:: Data for analysis ::
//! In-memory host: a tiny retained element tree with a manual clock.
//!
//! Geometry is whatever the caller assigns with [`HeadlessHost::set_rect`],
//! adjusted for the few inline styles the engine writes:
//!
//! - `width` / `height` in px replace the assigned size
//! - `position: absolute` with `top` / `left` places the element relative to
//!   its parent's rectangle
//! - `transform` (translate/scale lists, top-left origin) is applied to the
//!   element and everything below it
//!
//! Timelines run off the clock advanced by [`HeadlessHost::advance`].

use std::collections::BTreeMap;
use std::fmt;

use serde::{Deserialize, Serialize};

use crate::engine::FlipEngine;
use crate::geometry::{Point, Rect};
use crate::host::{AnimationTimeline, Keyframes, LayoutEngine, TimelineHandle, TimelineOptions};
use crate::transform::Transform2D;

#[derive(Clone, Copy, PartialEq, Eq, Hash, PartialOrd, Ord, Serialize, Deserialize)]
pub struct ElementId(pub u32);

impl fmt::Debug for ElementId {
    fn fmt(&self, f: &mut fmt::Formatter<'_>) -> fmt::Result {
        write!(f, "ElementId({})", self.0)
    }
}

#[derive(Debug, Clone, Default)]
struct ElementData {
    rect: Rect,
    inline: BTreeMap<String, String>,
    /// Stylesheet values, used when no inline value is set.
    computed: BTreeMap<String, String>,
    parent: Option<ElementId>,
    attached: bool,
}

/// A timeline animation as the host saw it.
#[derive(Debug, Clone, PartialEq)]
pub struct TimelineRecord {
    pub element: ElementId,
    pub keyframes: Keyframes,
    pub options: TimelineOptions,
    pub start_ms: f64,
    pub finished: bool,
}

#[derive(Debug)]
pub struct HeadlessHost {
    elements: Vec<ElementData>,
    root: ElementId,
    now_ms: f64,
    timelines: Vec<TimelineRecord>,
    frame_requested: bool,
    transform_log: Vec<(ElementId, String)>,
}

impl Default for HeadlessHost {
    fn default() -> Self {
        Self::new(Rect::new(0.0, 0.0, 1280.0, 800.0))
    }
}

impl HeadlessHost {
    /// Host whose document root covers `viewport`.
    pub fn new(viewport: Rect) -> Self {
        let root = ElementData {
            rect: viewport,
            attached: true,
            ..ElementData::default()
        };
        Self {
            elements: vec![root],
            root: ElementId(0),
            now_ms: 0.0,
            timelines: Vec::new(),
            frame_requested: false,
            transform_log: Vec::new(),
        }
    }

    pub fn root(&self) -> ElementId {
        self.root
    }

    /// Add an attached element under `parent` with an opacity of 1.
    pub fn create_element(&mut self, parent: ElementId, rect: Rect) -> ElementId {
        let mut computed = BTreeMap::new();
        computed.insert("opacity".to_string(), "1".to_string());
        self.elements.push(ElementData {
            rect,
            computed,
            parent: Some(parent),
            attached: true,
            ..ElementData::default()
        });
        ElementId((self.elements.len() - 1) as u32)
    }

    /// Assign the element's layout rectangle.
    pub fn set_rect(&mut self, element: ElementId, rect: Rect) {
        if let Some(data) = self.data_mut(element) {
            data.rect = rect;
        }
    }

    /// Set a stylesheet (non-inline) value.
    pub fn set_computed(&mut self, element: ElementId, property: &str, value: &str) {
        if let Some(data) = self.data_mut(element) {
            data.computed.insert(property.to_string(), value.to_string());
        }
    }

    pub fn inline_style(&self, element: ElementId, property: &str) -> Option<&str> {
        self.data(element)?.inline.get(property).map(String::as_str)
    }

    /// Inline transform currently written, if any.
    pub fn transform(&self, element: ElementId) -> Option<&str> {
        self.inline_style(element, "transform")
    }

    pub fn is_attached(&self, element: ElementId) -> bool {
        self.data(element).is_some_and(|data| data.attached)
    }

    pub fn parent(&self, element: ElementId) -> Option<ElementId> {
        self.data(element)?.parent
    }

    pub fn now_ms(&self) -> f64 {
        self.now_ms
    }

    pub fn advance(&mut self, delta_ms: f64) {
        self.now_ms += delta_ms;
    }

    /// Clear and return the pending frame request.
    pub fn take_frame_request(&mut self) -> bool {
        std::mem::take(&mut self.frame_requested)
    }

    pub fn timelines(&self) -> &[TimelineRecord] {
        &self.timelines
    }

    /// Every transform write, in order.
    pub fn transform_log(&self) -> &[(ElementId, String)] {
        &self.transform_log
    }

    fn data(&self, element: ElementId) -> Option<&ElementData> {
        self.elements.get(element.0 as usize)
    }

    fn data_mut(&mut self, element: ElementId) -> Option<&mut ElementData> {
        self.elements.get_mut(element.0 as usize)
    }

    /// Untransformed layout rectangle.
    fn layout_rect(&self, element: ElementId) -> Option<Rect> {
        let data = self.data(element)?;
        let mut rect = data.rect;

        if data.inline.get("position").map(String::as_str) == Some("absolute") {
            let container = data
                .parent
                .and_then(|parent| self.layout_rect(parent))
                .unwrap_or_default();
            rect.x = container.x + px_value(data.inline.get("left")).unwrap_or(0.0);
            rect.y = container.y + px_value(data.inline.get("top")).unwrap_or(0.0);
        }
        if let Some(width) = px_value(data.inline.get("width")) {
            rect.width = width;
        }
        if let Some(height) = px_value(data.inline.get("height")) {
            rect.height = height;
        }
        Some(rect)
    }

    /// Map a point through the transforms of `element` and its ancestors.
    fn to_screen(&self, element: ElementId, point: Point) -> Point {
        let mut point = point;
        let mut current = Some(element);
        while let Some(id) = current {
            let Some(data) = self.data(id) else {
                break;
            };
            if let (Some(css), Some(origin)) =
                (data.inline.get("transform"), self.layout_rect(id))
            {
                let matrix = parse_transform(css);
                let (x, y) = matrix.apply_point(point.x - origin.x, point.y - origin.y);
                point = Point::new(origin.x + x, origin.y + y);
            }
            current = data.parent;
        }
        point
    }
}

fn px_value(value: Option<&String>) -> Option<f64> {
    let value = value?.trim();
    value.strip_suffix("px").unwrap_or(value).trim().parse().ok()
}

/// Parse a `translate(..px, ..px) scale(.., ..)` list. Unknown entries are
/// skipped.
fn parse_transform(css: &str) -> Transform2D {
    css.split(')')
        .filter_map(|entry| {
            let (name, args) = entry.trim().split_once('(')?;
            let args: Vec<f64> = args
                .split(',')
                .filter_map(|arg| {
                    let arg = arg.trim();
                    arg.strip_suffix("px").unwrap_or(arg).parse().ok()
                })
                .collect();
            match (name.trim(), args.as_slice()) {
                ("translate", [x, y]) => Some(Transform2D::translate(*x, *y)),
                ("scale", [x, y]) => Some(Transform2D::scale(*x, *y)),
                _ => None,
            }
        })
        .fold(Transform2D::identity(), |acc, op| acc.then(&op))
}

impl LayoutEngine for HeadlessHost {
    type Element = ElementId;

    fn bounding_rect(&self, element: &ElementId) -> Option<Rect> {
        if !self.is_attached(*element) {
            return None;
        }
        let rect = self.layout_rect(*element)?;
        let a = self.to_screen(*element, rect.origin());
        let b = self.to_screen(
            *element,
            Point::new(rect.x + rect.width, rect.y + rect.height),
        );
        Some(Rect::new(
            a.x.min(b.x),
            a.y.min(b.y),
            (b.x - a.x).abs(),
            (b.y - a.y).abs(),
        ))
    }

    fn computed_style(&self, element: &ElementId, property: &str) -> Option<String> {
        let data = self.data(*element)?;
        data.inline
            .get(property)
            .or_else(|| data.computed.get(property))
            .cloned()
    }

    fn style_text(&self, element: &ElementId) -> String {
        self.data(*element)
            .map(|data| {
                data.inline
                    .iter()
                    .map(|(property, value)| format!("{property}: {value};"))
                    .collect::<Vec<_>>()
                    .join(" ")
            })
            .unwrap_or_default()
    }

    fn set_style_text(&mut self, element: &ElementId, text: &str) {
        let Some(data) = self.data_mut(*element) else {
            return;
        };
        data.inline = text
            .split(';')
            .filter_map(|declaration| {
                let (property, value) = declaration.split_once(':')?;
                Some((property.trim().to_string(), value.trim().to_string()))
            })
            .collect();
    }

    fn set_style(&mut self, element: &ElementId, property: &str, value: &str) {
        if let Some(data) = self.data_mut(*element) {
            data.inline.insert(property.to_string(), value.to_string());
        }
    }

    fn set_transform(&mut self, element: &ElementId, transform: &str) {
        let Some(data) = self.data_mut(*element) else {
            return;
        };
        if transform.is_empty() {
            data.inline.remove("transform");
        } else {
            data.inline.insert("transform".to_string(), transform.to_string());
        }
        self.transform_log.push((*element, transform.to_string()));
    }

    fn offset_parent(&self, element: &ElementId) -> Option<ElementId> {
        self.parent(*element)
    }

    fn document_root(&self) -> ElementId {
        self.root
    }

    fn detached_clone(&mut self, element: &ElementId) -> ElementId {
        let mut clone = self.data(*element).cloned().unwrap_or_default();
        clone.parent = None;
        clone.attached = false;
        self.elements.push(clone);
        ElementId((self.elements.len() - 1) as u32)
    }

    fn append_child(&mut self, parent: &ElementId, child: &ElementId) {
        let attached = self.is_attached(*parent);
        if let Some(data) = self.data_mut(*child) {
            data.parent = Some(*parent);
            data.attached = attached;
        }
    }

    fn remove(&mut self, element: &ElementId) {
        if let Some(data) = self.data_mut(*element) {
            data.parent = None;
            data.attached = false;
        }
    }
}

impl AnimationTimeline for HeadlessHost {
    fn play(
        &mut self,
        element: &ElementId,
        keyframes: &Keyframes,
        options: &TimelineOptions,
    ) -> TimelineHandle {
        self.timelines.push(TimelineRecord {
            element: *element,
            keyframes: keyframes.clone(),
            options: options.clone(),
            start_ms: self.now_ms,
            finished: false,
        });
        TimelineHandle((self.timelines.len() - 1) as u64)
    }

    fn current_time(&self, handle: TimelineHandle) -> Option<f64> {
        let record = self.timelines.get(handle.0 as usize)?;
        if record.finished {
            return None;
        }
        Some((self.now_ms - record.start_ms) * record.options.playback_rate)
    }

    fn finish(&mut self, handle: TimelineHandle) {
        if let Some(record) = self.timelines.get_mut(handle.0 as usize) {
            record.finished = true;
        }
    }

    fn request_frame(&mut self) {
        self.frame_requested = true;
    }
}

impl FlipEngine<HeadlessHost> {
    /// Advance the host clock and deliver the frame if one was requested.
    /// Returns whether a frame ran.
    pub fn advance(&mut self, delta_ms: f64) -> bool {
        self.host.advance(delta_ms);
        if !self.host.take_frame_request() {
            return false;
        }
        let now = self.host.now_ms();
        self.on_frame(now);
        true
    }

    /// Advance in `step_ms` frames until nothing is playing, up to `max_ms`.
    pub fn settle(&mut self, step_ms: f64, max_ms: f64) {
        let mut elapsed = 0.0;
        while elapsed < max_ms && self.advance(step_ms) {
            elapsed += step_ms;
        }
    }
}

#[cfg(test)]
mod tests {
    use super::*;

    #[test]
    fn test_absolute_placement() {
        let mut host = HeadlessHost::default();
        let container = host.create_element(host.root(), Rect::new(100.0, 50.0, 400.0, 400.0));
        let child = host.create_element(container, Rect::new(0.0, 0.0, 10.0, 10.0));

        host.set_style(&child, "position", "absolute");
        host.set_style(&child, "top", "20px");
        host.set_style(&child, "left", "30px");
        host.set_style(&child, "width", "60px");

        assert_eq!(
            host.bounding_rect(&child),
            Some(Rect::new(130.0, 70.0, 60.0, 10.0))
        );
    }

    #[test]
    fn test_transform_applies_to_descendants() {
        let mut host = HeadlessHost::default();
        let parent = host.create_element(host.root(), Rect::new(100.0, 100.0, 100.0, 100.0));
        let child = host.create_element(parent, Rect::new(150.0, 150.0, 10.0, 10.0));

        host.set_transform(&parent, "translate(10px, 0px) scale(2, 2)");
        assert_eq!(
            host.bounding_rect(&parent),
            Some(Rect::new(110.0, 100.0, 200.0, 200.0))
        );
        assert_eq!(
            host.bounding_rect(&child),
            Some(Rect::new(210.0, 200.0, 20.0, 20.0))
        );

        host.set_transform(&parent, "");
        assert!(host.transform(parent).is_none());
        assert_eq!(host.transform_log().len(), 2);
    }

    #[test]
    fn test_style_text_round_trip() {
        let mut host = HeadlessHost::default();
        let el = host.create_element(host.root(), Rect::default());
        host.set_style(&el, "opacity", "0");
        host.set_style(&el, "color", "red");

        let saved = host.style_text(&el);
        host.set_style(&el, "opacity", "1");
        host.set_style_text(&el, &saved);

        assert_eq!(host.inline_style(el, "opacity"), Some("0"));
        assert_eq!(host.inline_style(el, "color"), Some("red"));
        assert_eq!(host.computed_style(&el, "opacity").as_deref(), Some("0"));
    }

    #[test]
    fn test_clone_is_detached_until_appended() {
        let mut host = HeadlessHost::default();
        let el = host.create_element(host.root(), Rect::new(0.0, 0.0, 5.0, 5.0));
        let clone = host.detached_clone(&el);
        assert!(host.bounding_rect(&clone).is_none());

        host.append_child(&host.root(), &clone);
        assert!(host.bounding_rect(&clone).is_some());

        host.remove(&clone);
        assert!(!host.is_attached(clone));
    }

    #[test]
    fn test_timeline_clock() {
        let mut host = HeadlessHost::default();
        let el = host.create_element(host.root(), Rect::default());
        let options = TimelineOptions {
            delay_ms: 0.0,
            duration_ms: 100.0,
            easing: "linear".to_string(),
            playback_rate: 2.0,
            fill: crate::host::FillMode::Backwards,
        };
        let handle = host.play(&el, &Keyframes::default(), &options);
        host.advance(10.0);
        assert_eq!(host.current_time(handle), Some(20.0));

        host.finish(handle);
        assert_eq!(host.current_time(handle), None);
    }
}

:: The task ::
All lines above that contain the word "TimelineHandle" are to be copied.

:: Written response ::
use crate::host::{AnimationTimeline, Keyframes, LayoutEngine, TimelineHandle, TimelineOptions};
    ) -> TimelineHandle {
        TimelineHandle((self.timelines.len() - 1) as u64)
    fn current_time(&self, handle: TimelineHandle) -> Option<f64> {
    fn finish(&mut self, handle: TimelineHandle) {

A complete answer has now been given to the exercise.